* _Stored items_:
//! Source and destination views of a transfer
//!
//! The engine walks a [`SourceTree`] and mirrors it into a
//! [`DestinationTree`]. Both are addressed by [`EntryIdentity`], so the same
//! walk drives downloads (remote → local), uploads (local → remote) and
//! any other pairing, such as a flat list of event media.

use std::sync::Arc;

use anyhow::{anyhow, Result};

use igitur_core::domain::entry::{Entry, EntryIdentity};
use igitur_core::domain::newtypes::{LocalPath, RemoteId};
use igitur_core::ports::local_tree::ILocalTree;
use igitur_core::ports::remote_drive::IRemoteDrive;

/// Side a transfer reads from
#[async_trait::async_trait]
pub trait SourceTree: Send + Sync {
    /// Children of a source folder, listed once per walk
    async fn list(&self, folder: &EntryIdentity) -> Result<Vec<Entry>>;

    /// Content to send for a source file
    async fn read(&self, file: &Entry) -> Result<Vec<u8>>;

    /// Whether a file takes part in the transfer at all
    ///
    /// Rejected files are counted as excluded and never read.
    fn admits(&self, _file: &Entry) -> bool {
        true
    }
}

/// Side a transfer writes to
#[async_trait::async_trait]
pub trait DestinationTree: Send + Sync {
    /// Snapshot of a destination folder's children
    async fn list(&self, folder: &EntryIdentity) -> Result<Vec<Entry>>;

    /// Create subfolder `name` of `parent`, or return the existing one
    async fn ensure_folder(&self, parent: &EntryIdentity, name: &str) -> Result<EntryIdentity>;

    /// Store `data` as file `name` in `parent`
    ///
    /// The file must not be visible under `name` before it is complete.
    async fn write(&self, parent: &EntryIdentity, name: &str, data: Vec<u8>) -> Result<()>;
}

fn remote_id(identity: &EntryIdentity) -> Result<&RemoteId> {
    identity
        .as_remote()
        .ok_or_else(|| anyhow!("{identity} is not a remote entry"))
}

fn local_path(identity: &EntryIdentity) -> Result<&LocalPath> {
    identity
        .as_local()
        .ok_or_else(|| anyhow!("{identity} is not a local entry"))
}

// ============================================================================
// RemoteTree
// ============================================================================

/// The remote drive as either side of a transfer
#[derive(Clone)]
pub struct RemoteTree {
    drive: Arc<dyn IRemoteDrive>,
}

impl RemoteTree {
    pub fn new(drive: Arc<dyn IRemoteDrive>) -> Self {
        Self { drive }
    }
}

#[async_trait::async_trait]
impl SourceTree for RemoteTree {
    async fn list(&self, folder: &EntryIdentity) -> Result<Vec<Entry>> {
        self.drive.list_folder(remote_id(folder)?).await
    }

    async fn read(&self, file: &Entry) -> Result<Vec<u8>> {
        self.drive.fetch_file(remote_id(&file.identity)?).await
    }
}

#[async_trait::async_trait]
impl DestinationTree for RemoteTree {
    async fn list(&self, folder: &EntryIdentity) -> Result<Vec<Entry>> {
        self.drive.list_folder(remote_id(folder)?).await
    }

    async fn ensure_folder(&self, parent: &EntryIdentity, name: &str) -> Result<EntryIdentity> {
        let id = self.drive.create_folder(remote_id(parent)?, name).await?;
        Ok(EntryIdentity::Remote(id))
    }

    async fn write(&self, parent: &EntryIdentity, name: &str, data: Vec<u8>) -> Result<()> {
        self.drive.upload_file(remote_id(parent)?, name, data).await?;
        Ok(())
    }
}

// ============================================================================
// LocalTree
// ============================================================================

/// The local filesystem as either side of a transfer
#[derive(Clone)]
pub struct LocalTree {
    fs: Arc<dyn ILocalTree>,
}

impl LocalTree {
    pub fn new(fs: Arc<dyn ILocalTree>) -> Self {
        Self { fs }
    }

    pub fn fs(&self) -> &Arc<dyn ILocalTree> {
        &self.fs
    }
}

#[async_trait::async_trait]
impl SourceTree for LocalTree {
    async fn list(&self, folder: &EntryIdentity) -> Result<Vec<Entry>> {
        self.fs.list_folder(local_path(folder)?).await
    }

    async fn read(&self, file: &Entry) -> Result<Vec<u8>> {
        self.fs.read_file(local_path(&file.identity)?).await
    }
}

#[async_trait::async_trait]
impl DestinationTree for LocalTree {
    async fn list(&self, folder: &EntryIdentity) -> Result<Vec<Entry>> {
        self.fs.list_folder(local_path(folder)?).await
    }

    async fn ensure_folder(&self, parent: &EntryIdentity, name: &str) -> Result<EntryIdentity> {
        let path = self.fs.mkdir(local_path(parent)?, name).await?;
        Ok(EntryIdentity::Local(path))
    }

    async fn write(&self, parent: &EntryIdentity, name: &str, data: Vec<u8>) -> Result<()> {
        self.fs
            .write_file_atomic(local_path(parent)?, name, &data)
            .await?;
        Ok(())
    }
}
--
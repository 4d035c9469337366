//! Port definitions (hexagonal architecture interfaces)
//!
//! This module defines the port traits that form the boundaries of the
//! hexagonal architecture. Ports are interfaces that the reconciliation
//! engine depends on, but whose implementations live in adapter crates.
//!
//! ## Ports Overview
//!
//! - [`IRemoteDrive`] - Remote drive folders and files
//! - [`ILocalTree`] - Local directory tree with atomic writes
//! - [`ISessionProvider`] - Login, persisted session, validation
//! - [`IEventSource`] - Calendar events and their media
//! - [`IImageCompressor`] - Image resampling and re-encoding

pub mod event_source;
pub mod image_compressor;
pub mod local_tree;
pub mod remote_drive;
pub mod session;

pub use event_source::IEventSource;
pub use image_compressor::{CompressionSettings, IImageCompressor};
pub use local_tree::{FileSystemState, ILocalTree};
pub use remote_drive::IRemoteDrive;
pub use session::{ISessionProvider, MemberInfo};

* _How to complete this task_: All lines above that include the word "engine" should be located and copied.

* _Written solution_:
//! The engine walks a [`SourceTree`] and mirrors it into a
//! engine depends on, but whose implementations live in adapter crates.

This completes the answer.